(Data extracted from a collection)
★ ★ ★
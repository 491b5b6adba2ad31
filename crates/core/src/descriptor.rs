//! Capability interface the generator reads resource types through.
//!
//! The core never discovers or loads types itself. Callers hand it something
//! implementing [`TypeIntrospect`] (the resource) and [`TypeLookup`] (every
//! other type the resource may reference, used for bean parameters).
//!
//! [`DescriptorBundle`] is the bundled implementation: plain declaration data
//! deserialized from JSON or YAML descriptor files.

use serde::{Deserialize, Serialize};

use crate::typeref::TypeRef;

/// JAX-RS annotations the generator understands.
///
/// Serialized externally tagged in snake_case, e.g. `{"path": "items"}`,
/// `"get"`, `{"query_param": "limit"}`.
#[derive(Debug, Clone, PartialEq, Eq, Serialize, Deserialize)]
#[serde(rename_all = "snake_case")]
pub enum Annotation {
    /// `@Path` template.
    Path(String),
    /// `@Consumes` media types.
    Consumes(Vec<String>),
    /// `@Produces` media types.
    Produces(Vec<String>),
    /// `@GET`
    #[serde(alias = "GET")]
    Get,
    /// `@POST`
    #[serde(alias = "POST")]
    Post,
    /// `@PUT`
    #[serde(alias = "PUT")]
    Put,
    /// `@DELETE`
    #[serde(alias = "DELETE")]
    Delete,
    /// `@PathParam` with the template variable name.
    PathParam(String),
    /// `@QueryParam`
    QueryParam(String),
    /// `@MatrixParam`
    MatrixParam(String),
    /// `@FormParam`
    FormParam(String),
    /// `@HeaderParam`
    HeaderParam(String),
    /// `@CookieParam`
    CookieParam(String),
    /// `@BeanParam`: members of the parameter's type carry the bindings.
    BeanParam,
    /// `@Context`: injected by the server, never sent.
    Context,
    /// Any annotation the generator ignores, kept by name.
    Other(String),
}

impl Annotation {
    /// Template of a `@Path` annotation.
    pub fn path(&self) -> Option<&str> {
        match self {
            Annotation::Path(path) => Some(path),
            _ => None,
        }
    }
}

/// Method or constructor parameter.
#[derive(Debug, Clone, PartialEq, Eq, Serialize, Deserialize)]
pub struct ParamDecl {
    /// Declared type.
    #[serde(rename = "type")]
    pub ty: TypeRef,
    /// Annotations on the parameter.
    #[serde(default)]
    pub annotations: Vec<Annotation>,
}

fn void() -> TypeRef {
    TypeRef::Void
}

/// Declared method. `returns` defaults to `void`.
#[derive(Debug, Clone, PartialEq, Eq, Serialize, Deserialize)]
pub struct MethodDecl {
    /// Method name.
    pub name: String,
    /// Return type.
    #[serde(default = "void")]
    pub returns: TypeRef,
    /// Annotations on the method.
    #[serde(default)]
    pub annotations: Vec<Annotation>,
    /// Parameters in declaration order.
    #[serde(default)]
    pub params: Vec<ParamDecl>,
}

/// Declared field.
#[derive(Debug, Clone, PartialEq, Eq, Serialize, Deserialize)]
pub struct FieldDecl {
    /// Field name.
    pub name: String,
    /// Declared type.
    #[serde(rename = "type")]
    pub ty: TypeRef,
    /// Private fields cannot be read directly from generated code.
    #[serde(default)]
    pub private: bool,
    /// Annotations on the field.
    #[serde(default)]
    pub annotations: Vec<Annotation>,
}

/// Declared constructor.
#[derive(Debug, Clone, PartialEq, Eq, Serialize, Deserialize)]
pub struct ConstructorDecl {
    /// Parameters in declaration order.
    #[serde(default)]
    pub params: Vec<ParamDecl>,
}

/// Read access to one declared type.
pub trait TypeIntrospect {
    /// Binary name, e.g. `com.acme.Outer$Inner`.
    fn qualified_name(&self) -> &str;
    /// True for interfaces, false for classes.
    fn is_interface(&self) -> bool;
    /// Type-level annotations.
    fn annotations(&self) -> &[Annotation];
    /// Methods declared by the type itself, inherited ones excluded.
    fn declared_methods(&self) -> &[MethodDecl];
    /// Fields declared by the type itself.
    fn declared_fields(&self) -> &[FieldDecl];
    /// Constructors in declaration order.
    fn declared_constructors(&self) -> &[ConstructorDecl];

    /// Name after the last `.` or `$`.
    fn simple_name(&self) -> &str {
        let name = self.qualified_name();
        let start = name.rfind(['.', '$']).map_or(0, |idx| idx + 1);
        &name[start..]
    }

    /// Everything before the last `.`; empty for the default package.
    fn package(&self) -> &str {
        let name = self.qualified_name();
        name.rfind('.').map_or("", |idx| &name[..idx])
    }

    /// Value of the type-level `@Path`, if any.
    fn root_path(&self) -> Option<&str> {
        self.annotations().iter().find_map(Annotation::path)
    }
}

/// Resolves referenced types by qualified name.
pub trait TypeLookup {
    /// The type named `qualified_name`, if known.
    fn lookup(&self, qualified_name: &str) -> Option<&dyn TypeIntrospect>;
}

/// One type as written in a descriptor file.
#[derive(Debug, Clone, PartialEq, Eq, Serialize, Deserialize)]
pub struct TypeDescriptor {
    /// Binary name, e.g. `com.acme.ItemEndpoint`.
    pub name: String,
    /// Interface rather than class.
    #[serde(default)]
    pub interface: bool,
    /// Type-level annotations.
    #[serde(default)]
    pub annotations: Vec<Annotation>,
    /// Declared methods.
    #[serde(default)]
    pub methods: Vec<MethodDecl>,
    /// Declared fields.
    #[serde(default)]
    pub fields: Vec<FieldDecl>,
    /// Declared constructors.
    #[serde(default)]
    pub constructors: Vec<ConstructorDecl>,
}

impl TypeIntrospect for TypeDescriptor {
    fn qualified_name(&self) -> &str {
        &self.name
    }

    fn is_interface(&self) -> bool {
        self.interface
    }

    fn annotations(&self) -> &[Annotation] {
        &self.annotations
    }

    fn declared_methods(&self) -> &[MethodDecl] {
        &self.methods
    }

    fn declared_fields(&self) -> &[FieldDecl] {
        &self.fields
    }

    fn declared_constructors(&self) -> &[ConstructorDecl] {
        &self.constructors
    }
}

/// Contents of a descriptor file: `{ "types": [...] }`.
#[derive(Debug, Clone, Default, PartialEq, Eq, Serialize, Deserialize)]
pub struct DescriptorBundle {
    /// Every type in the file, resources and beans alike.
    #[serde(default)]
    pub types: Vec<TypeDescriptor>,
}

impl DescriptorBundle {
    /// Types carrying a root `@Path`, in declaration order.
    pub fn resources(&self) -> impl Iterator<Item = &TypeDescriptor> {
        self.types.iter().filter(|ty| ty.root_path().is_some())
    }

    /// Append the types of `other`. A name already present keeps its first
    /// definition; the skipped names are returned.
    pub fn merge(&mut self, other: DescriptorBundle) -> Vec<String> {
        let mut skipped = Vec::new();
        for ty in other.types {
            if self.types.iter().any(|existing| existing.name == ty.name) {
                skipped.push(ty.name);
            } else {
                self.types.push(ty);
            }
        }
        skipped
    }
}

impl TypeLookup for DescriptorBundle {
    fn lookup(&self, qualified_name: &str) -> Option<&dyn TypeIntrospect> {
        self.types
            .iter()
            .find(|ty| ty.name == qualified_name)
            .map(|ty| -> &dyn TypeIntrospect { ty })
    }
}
★ ★ ★
Action item: Output nothing but the lines from the one with "Types carrying a" through the last line above, each exactly as it stands.

Exercise response:
    /// Types carrying a root `@Path`, in declaration order.
    pub fn resources(&self) -> impl Iterator<Item = &TypeDescriptor> {
        self.types.iter().filter(|ty| ty.root_path().is_some())
    }

    /// Append the types of `other`. A name already present keeps its first
    /// definition; the skipped names are returned.
    pub fn merge(&mut self, other: DescriptorBundle) -> Vec<String> {
        let mut skipped = Vec::new();
        for ty in other.types {
            if self.types.iter().any(|existing| existing.name == ty.name) {
                skipped.push(ty.name);
            } else {
                self.types.push(ty);
            }
        }
        skipped
    }
}

impl TypeLookup for DescriptorBundle {
    fn lookup(&self, qualified_name: &str) -> Option<&dyn TypeIntrospect> {
        self.types
            .iter()
            .find(|ty| ty.name == qualified_name)
            .map(|ty| -> &dyn TypeIntrospect { ty })
    }
}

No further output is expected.